Jonas Vingegaard logró su primera victoria en el Giro de Italia al imponerse en la séptima etapa, una jornada de 244 kilómetros que finalizó en el temido Blockhaus. El danés atacó a 5,5 kilómetros de la meta, dejando atrás a Giulio Pellizzari y Felix Gall, y cruzó la línea con 13 segundos de ventaja sobre el austriaco. Varios favoritos como Enric Mas y Egan Bernal perdieron tiempo, mientras Afonso Eulálio mantiene el liderato con 6:22 de margen.
La potencia del pedalier: cómo gestionar 244 km en el Giro 🚴
La etapa más larga de esta edición del Giro exigió una gestión precisa de la energía y la nutrición. Los equipos recurrieron a medidores de potencia y sistemas de hidratación avanzados para dosificar el esfuerzo en los 4.500 metros de desnivel acumulado. Vingegaard, con su equipo Visma, utilizó un desarrollo compacto en la subida final para mantener una cadencia constante. La tecnología de transmisión inalámbrica de datos permitió a los directores ajustar la estrategia en tiempo real, anticipando cambios en el viento y la pendiente.

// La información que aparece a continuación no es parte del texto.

use crate::audit::{self, AuditEvent, AuditSink, TracingAudit};
use crate::checksum::{checksum_mapped, Checksum};
use crate::error::{Error, IoContext, Result};
use crate::lock::BaseLock;
use crate::manifest::{self, ChunkManifest, ChunkRecord};
use crate::progress::Progress;
use crate::workspace::Workspace;
use rayon::prelude::*;
use std::fs::{self, File};
use std::io::{self, BufReader, BufWriter, Read, Write};
use std::path::{Path, PathBuf};
use std::sync::Arc;
use tracing::{debug, info};

/// 64 KiB, the block size used for every uploaded file.
pub const DEFAULT_BLOCK_SIZE: usize = 64 * 1024;

pub struct SplitConfig {
    pub block_size: usize,
    pub owner: String,
}

impl SplitConfig {
    pub fn new(owner: impl Into<String>) -> Self {
        Self { block_size: DEFAULT_BLOCK_SIZE, owner: owner.into() }
    }
}

#[derive(Clone, Debug, PartialEq, Eq)]
pub enum ChunkStatus {
    Match,
    Mismatch { expected: String, actual: String },
    Missing,
}

#[derive(Clone, Debug, PartialEq, Eq)]
pub struct ChunkVerification {
    pub name: String,
    pub status: ChunkStatus,
}

#[derive(Clone, Copy, Debug, Default, PartialEq, Eq)]
pub struct VerifySummary {
    pub matched: usize,
    pub mismatched: usize,
    pub missing: usize,
}

impl VerifySummary {
    pub fn of(results: &[ChunkVerification]) -> Self {
        let mut s = Self::default();
        for r in results {
            match r.status {
                ChunkStatus::Match => s.matched += 1,
                ChunkStatus::Mismatch { .. } => s.mismatched += 1,
                ChunkStatus::Missing => s.missing += 1,
            }
        }
        s
    }

    pub fn is_intact(&self) -> bool {
        self.mismatched == 0 && self.missing == 0
    }
}

/// Splits, verifies and reassembles chunked files inside one workspace.
/// Holds no file state; the audit sink and progress handle are shared.
pub struct ChunkEngine {
    actor: String,
    container: Option<String>,
    audit: Arc<dyn AuditSink>,
    progress: Progress,
}

impl ChunkEngine {
    pub fn new(actor: impl Into<String>, audit: Arc<dyn AuditSink>) -> Self {
        Self { actor: actor.into(), container: None, audit, progress: Progress::default() }
    }

    /// Tag every audit event with the storage container holding the chunks.
    pub fn with_container(mut self, id: impl Into<String>) -> Self {
        self.container = Some(id.into());
        self
    }

    pub fn with_progress(mut self, progress: Progress) -> Self {
        self.progress = progress;
        self
    }

    pub fn progress(&self) -> &Progress {
        &self.progress
    }

    /// Stream `source` into `<base>.chunk1..N` under the workspace and return
    /// the manifest describing them. An empty source yields zero chunks.
    pub fn split(
        &self,
        source: &Path,
        ws: &Workspace,
        base: &str,
        cfg: &SplitConfig,
    ) -> Result<ChunkManifest> {
        let _lock = self.prepare(source, ws, base, cfg)?;
        self.split_locked(source, ws, base, cfg)
    }

    /// Split, then write `<base>.meta.json` atomically next to the chunks.
    pub fn ingest(
        &self,
        source: &Path,
        ws: &Workspace,
        base: &str,
        cfg: &SplitConfig,
    ) -> Result<(ChunkManifest, PathBuf)> {
        let _lock = self.prepare(source, ws, base, cfg)?;
        let mf = self.split_locked(source, ws, base, cfg)?;
        let path = ws.resolve_flat(&manifest::manifest_name(base))?;
        manifest::save(&path, &mf)?;
        info!(manifest = %path.display(), "manifest written");
        Ok((mf, path))
    }

    fn prepare(
        &self,
        source: &Path,
        ws: &Workspace,
        base: &str,
        cfg: &SplitConfig,
    ) -> Result<BaseLock> {
        if cfg.block_size == 0 {
            return Err(Error::InvalidBlockSize);
        }
        if cfg.owner.trim().is_empty() {
            return Err(Error::InvalidName {
                name: cfg.owner.clone(),
                reason: "owner must not be empty",
            });
        }
        ws.resolve_flat(base)?;
        match fs::metadata(source) {
            Ok(md) if md.is_file() => {}
            Ok(_) => return Err(Error::NotRegularFile(source.to_path_buf())),
            Err(e) if e.kind() == io::ErrorKind::NotFound => {
                return Err(Error::NotFound(source.to_path_buf()))
            }
            Err(e) => return Err(Error::io("stat source", source, e)),
        }
        ws.ensure()?;
        BaseLock::acquire(ws, base)
    }

    fn split_locked(
        &self,
        source: &Path,
        ws: &Workspace,
        base: &str,
        cfg: &SplitConfig,
    ) -> Result<ChunkManifest> {
        let f = File::open(source).io_ctx("open source", source)?;
        let size = f.metadata().io_ctx("stat source", source)?.len();
        let blocks = size.div_ceil(cfg.block_size as u64) as usize;
        self.progress.set_stage("Splitting");
        self.progress.set_blocks_total(blocks);
        self.progress.reset_bytes(size as usize);
        self.progress.start();

        let written = self.write_blocks(BufReader::new(f), source, ws, base, cfg.block_size);
        self.progress.stop();
        let chunks = written?;

        let mf = ChunkManifest::new(cfg.owner.clone(), chunks);
        info!(base, chunks = mf.total_chunks, bytes = size, "split complete");
        self.record(
            AuditEvent::new(
                &self.actor,
                audit::FILE_CHUNKED,
                format!(
                    "{} chunk(s), {} bytes, block size {}",
                    mf.total_chunks, size, cfg.block_size
                ),
            )
            .target(base),
        );
        Ok(mf)
    }

    fn write_blocks<R: Read>(
        &self,
        mut reader: R,
        source: &Path,
        ws: &Workspace,
        base: &str,
        block_size: usize,
    ) -> Result<Vec<ChunkRecord>> {
        let mut buf = vec![0u8; block_size];
        let mut chunks = Vec::new();
        loop {
            self.progress.check()?;
            let n = read_block(&mut reader, &mut buf).io_ctx("read source", source)?;
            if n == 0 {
                return Ok(chunks);
            }
            let block = &buf[..n];
            let name = ChunkManifest::chunk_name(base, chunks.len() + 1);
            let path = ws.resolve_flat(&name)?;
            fs::write(&path, block).io_ctx("write chunk", &path)?;
            let crc = Checksum::of(block);
            debug!(chunk = %name, size = n, crc32 = %crc, "wrote chunk");
            chunks.push(ChunkRecord { name, crc32: crc.to_string(), size: Some(n as u64) });
            self.progress.inc_block();
            self.progress.add_bytes(n);
        }
    }

    /// Recompute every recorded chunk's checksum. Missing and corrupted chunks
    /// are outcomes, not errors; results follow manifest order.
    pub fn verify(&self, ws: &Workspace, mf: &ChunkManifest) -> Result<Vec<ChunkVerification>> {
        self.progress.set_stage("Verifying");
        self.progress.set_blocks_total(mf.chunks.len());
        self.progress.start();
        let results = mf
            .chunks
            .par_iter()
            .map(|rec| -> Result<ChunkVerification> {
                self.progress.check()?;
                let path = ws.resolve_flat(&rec.name)?;
                let status = match fs::metadata(&path) {
                    Ok(md) if md.is_file() => {
                        let actual = checksum_mapped(&path)?;
                        if actual.matches(&rec.crc32) {
                            ChunkStatus::Match
                        } else {
                            ChunkStatus::Mismatch {
                                expected: rec.crc32.to_ascii_uppercase(),
                                actual: actual.to_string(),
                            }
                        }
                    }
                    Ok(_) => ChunkStatus::Missing,
                    Err(e) if e.kind() == io::ErrorKind::NotFound => ChunkStatus::Missing,
                    Err(e) => return Err(Error::io("stat chunk", &path, e)),
                };
                debug!(chunk = %rec.name, ?status, "verified chunk");
                self.progress.inc_block();
                Ok(ChunkVerification { name: rec.name.clone(), status })
            })
            .collect::<Result<Vec<_>>>();
        self.progress.stop();
        let results = results?;

        let s = VerifySummary::of(&results);
        info!(matched = s.matched, mismatched = s.mismatched, missing = s.missing, "verify complete");
        self.record(
            AuditEvent::new(
                &self.actor,
                audit::CHUNKS_VERIFIED,
                format!("ok={} bad={} missing={}", s.matched, s.mismatched, s.missing),
            ),
        );
        Ok(results)
    }

    /// Concatenate chunks in manifest order into `dest`, checking each one
    /// first. A partial `dest` is removed on failure.
    pub fn reassemble(&self, ws: &Workspace, mf: &ChunkManifest, dest: &Path) -> Result<u64> {
        let out = File::create(dest).io_ctx("create output", dest)?;
        let mut out = BufWriter::new(out);
        self.progress.set_stage("Reassembling");
        self.progress.set_blocks_total(mf.chunks.len());
        self.progress.start();
        let written = match self.copy_chunks(ws, mf, &mut out, dest) {
            Ok(n) => out.flush().io_ctx("write output", dest).map(|()| n),
            Err(e) => Err(e),
        };
        self.progress.stop();
        match written {
            Ok(n) => {
                self.record(
                    AuditEvent::new(
                        &self.actor,
                        audit::FILE_REASSEMBLED,
                        format!("{} chunk(s), {} bytes", mf.total_chunks, n),
                    )
                    .target(dest.display().to_string()),
                );
                Ok(n)
            }
            Err(e) => {
                drop(out);
                let _ = fs::remove_file(dest);
                Err(e)
            }
        }
    }

    fn record(&self, event: AuditEvent) {
        let event = match &self.container {
            Some(id) => event.container(id.as_str()),
            None => event,
        };
        audit::emit(&*self.audit, event);
    }

    fn copy_chunks<W: Write>(
        &self,
        ws: &Workspace,
        mf: &ChunkManifest,
        out: &mut W,
        dest: &Path,
    ) -> Result<u64> {
        let mut total = 0u64;
        for rec in &mf.chunks {
            self.progress.check()?;
            let path = ws.resolve_flat(&rec.name)?;
            let bytes = match fs::read(&path) {
                Ok(b) => b,
                Err(e) if e.kind() == io::ErrorKind::NotFound => {
                    return Err(Error::ChunkMissing { name: rec.name.clone() })
                }
                Err(e) => return Err(Error::io("read chunk", &path, e)),
            };
            let actual = Checksum::of(&bytes);
            if !actual.matches(&rec.crc32) {
                return Err(Error::ChunkMismatch {
                    name: rec.name.clone(),
                    expected: rec.crc32.to_ascii_uppercase(),
                    actual: actual.to_string(),
                });
            }
            out.write_all(&bytes).io_ctx("write output", dest)?;
            total += bytes.len() as u64;
            self.progress.inc_block();
        }
        Ok(total)
    }
}

impl Default for ChunkEngine {
    fn default() -> Self {
        Self::new("system", Arc::new(TracingAudit))
    }
}

/// Presence of each recorded chunk, in manifest order. No checksums.
pub fn existence(ws: &Workspace, mf: &ChunkManifest) -> Result<Vec<(String, bool)>> {
    mf.chunks
        .par_iter()
        .map(|rec| {
            let path = ws.resolve_flat(&rec.name)?;
            Ok((rec.name.clone(), path.is_file()))
        })
        .collect()
}

/// Workspace files named `<base>.chunk*` or `<base>_chunk*`, ordered by chunk number.
pub fn find_chunk_files(ws: &Workspace, base: &str) -> Result<Vec<String>> {
    ws.resolve_flat(base)?;
    let prefixes = [format!("{base}.chunk"), format!("{base}_chunk")];
    let mut found: Vec<(u64, String)> = ws
        .entries()?
        .into_iter()
        .filter(|e| e.is_file)
        .filter_map(|e| {
            let suffix = prefixes.iter().find_map(|p| e.name.strip_prefix(p.as_str()))?;
            let index = suffix.parse::<u64>().unwrap_or(u64::MAX);
            Some((index, e.name))
        })
        .collect();
    found.sort();
    Ok(found.into_iter().map(|(_, name)| name).collect())
}

/// Fill `buf` unless the reader ends first; returns the bytes read.
fn read_block<R: Read>(r: &mut R, buf: &mut [u8]) -> io::Result<usize> {
    let mut filled = 0;
    while filled < buf.len() {
        match r.read(&mut buf[filled..]) {
            Ok(0) => break,
            Ok(n) => filled += n,
            Err(e) if e.kind() == io::ErrorKind::Interrupted => continue,
            Err(e) => return Err(e),
        }
    }
    Ok(filled)
}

El milagro de Eulálio o cómo sobrevivir sin despeinarse 😅
Afonso Eulálio sigue líder, pero alguien debería preguntarle si va a la compra o está disputando el Giro. Mientras Vingegaard se dejaba los pulmones en el Blockhaus, el portugués se limitó a marcar el ritmo y mantener su colchón de más de seis minutos. Parece que su estrategia es tan simple como salir a rodar y esperar que los demás se cansen de atacarse entre ellos. Un plan de carrera que cualquier aficionado podría entender: llegar el último pero dormir con la cabeza más fría.